Salvador is on a peninsula on the northeast coast of Brazil which shields the large Baía de Todos os Santos ("All Saints Bay") from the Atlantic Ocean. The city is the third largest in Brazil, sprawling for dozens of kilometers inland from the coast. Most visitors head for the coastal neighborhoods that cluster around where the bay meets the ocean.Salvador, Brazil has a tropical climate including rainforests and lush vegetation.
A 100m cliff runs along the entire bayshore, dividing the city into Cidade Alta, up on the cliff, and the Cidade Baixa down by the bay. The former features Pelourinho, the old city center that packs historical sites, colonial architecture, museums, restaurants, bars, hostels, artisanal shops, and music / dance / capoeira academies into a convenient, albeit tourist-swarmed, set of winding cobblestone streets. The latter features a commercial center with lots of bus traffic coming in from all over Salvador.
Outside of this area, there are many beach districts that stretch from the tip of the peninsula northeast along the Atlantic coast. The Barra neighborhood at the tip of the peninsula is the main alternative jumping-off point to Pelourinho, and a little further to the northeast are the hip neighborhoods of Rio Vermelho and Amaralina, which feature a nightlife less geared to the foreign tourism industry. A decent bus ride beyond these is the neighborhood of Itapuã, which has an energetic beach side nightlife and relatively few foreign visitors. Northward from there are kilometers and kilometers of gorgeous beaches, all accessible by bus. Thats right here were we are with OUR HOTEL.
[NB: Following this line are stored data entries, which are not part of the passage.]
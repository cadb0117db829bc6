//! Shader loading, compilation, reflection and hot reload.

pub mod analysis;
pub mod compiler;
pub mod reflect;
pub mod registry;
pub mod source;
mod stage;
pub mod unit;

pub use analysis::{AttributeAnnotation, ShaderAnalysis};
pub use compiler::{CompiledShader, ShaderCompiler};
pub use reflect::{DescriptorKind, InOut, PushConstantRange, Reflection, ResourceBinding};
pub use registry::{ReloadSummary, ShaderRegistry, SharedShader};
pub use source::Dialect;
pub use stage::{PipelineType, PipelineTypeSet, ShaderStage, ShaderStages};
pub use unit::ShaderUnit;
The bayshore coast north beyond Pelourinho features a more tranquil atmosphere and a locally patronized, though less scenic, beach life. The interior of Salvador is where the "new city" has developed, full of residential neighborhoods, shopping megaplexes, and knotted highways, all of which can be quite alienating without actually having a friend to show you around.
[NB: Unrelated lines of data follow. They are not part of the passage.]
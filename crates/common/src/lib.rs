use serde::{Deserialize, Serialize};
use std::fmt;
use std::path::{Path, PathBuf};

pub const UNKNOWN_ALBUM: &str = "Unknown Album";
pub const UNKNOWN_ARTIST: &str = "Unknown Artist";
pub const UNKNOWN_DECADE: &str = "Unknown Decade";
pub const PLAYLIST_EXTENSION: &str = ".m3u";

/// Opaque reference to a folder or file inside a storage provider.
#[derive(Clone, Debug, PartialEq, Eq, Hash, PartialOrd, Ord, Serialize, Deserialize)]
pub struct Handle(String);

impl Handle {
    pub fn new(value: impl Into<String>) -> Self {
        Self(value.into())
    }

    pub fn from_path(path: &Path) -> Self {
        Self(path.to_string_lossy().to_string())
    }

    pub fn as_str(&self) -> &str {
        &self.0
    }

    pub fn to_path(&self) -> PathBuf {
        PathBuf::from(&self.0)
    }
}

impl fmt::Display for Handle {
    fn fmt(&self, f: &mut fmt::Formatter<'_>) -> fmt::Result {
        f.write_str(&self.0)
    }
}

#[derive(Clone, Debug, PartialEq, Eq, Serialize, Deserialize)]
pub struct AudioFileRecord {
    pub uri: String,
    pub display_name: String,
    pub size_bytes: u64,
    pub title: String,
    pub artist: Option<String>,
    pub album: Option<String>,
    pub genre: Option<String>,
    pub duration_ms: Option<u64>,
    pub year: Option<i32>,
}

impl AudioFileRecord {
    /// Bare record for an entry that carries no tags, e.g. a playlist line.
    pub fn untagged(uri: impl Into<String>, display_name: impl Into<String>) -> Self {
        let display_name = display_name.into();
        Self {
            uri: uri.into(),
            title: display_name.clone(),
            display_name,
            size_bytes: 0,
            artist: None,
            album: None,
            genre: None,
            duration_ms: None,
            year: None,
        }
    }

    pub fn handle(&self) -> Handle {
        Handle::new(self.uri.clone())
    }
}

#[derive(Clone, Debug, PartialEq, Eq, Serialize, Deserialize)]
pub struct PlaylistRecord {
    pub uri: String,
    pub display_name: String,
}

impl PlaylistRecord {
    /// Name without the `.m3u` suffix.
    pub fn title(&self) -> &str {
        strip_playlist_suffix(&self.display_name)
    }

    pub fn handle(&self) -> Handle {
        Handle::new(self.uri.clone())
    }
}

/// Identity of a completed scan. Two scans are the same iff both fields match.
#[derive(Clone, Debug, PartialEq, Eq, Hash, Serialize, Deserialize)]
pub struct ScanConfiguration {
    pub source: String,
    pub max_files: usize,
}

impl ScanConfiguration {
    pub fn new(source: &Handle, max_files: usize) -> Self {
        Self {
            source: source.as_str().to_string(),
            max_files: max_files.max(1),
        }
    }
}

#[derive(Clone, Debug, PartialEq, Eq, Serialize, Deserialize)]
pub struct PersistedCache {
    pub files: Vec<AudioFileRecord>,
    pub playlists: Vec<PlaylistRecord>,
    pub config: ScanConfiguration,
    pub scanned_at: u64,
}

#[derive(Clone, Copy, Debug, Default, PartialEq, Eq, Serialize, Deserialize)]
pub struct ScanStats {
    pub elapsed_ms: u64,
    pub folders_visited: usize,
    pub files_found: usize,
    /// Set when cancellation stopped the walk before it ran out of work.
    #[serde(default)]
    pub cancelled: bool,
}

#[derive(Clone, Copy, Debug, PartialEq, Eq)]
pub struct ScanProgress {
    pub files_found: usize,
    pub folders_visited: usize,
}

pub fn strip_playlist_suffix(name: &str) -> &str {
    let cut = name.len().saturating_sub(PLAYLIST_EXTENSION.len());
    match name.get(cut..) {
        Some(tail) if tail.eq_ignore_ascii_case(PLAYLIST_EXTENSION) => &name[..cut],
        _ => name,
    }
}

/// Last non-empty segment of a URI or path, accepting either separator.
pub fn last_path_segment(uri: &str) -> Option<&str> {
    uri.rsplit(&['/', '\\'][..]).find(|part| !part.is_empty())
}

pub fn extension_lower(name: &str) -> Option<String> {
    let (stem, ext) = name.rsplit_once('.')?;
    if stem.is_empty() || ext.is_empty() {
        return None;
    }
    Some(ext.to_ascii_lowercase())
}

#[cfg(test)]
mod tests {
    use super::{extension_lower, last_path_segment, strip_playlist_suffix, Handle, ScanConfiguration};

    #[test]
    fn scan_configuration_coerces_zero_limit() {
        let root = Handle::new("/music");
        assert_eq!(ScanConfiguration::new(&root, 0).max_files, 1);
        assert_eq!(
            ScanConfiguration::new(&root, 20),
            ScanConfiguration::new(&Handle::new("/music"), 20)
        );
        assert_ne!(
            ScanConfiguration::new(&root, 20),
            ScanConfiguration::new(&root, 21)
        );
    }

    #[test]
    fn strips_playlist_suffix_case_insensitively() {
        assert_eq!(strip_playlist_suffix("Road Trip.m3u"), "Road Trip");
        assert_eq!(strip_playlist_suffix("Road Trip.M3U"), "Road Trip");
        assert_eq!(strip_playlist_suffix("Road Trip"), "Road Trip");
    }

    #[test]
    fn last_segment_skips_trailing_separators() {
        assert_eq!(last_path_segment("/music/a/song.mp3"), Some("song.mp3"));
        assert_eq!(last_path_segment("C:\\music\\song.flac"), Some("song.flac"));
        assert_eq!(last_path_segment("/music/a/"), Some("a"));
        assert_eq!(last_path_segment(""), None);
    }

    #[test]
    fn extension_is_lowercased() {
        assert_eq!(extension_lower("Track.MP3").as_deref(), Some("mp3"));
        assert_eq!(extension_lower(".hidden"), None);
        assert_eq!(extension_lower("noext"), None);
    }
}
Local residents enjoy sharing their exotic dancing and music skills with tourists. Residents are also considered some of the friendliest people on the planet.Tourist are welcomed with open and friendly arms by the majority of local residents.
At the center of the Cidade Alta there are the 2 large squares Praça da Sé and the Terreiro de Jesus which are connected at the corner by the cathedral. Largo do Pelourinho — A fairly small triangular plaza, is among the oldest parts of town. Mercado Modelo — The city's main market located in the lower town is and a good place for crafts and other souvenirs. Solar do Unhão — MAM The best place in Salvador to watch the sunset. Forte de Santo Antônio da Barra (Farol da Barra for the lighthouse), is Bahia’s oldest fort was built in 1698. Elevador Lacerda, The beautifully restored, art deco Elevador Lacerda connects the Cidade Alta with Comércio via 4 elevators traveling 72 m in about 30 sec. The Jesuits installed the 1st manual rope-and-pulley elevator around 1610 to transport goods and passengers from the port to the settlement. In 1868 an iron structure with clanking steam elevators was inaugurated, replaced by an electric system in 1928. Facing the elevator are the impressive arches of the Câmara Municipal, the XVII century city hall, which occasionally puts on cultural exhibitions.
Convento de Igreja de São Francisco The current church was built between 1708-1723, but the interior was decorated by several artists during a great part of the XVIII century.
Igreja do Nosso Senhor do Bonfim — A small church located in a neighborhood to the north, is one of the most popular pilgrimage sites in all of Brazil.
Igreja da Ordem Terceira de Sao Francisco - It is a Catholic church nominated for the election of the 7 Wonders of Brazil. The facade was covered with mortar in the late XVIII century and only in the early twentieth century, during services in the electric grid , was rediscovered its underlying decor. It wasn’t seen until a workman installing wiring in the 1930s serendipitously discovered the beautiful, baroque sandstone facade (the only one of its kind in Brazil).
Museums: Museu da Cidade , Museu da Misericórdia, (Brazil’s first hospital). Museu Afro-Brasileiro, A museum that documents the slave trade and subsequent development of the city. Museu de Arte da Bahia showcases works from Bahian artists, Museu de Arqueologia, Faculdade de Medicina, Terreiro de Jesus, Museu Náutico da Bahia (Nautical Museum of Bahia), Museu de Arte Moderna (Museum of Modern Art), Museu Carlos Costa Pinto.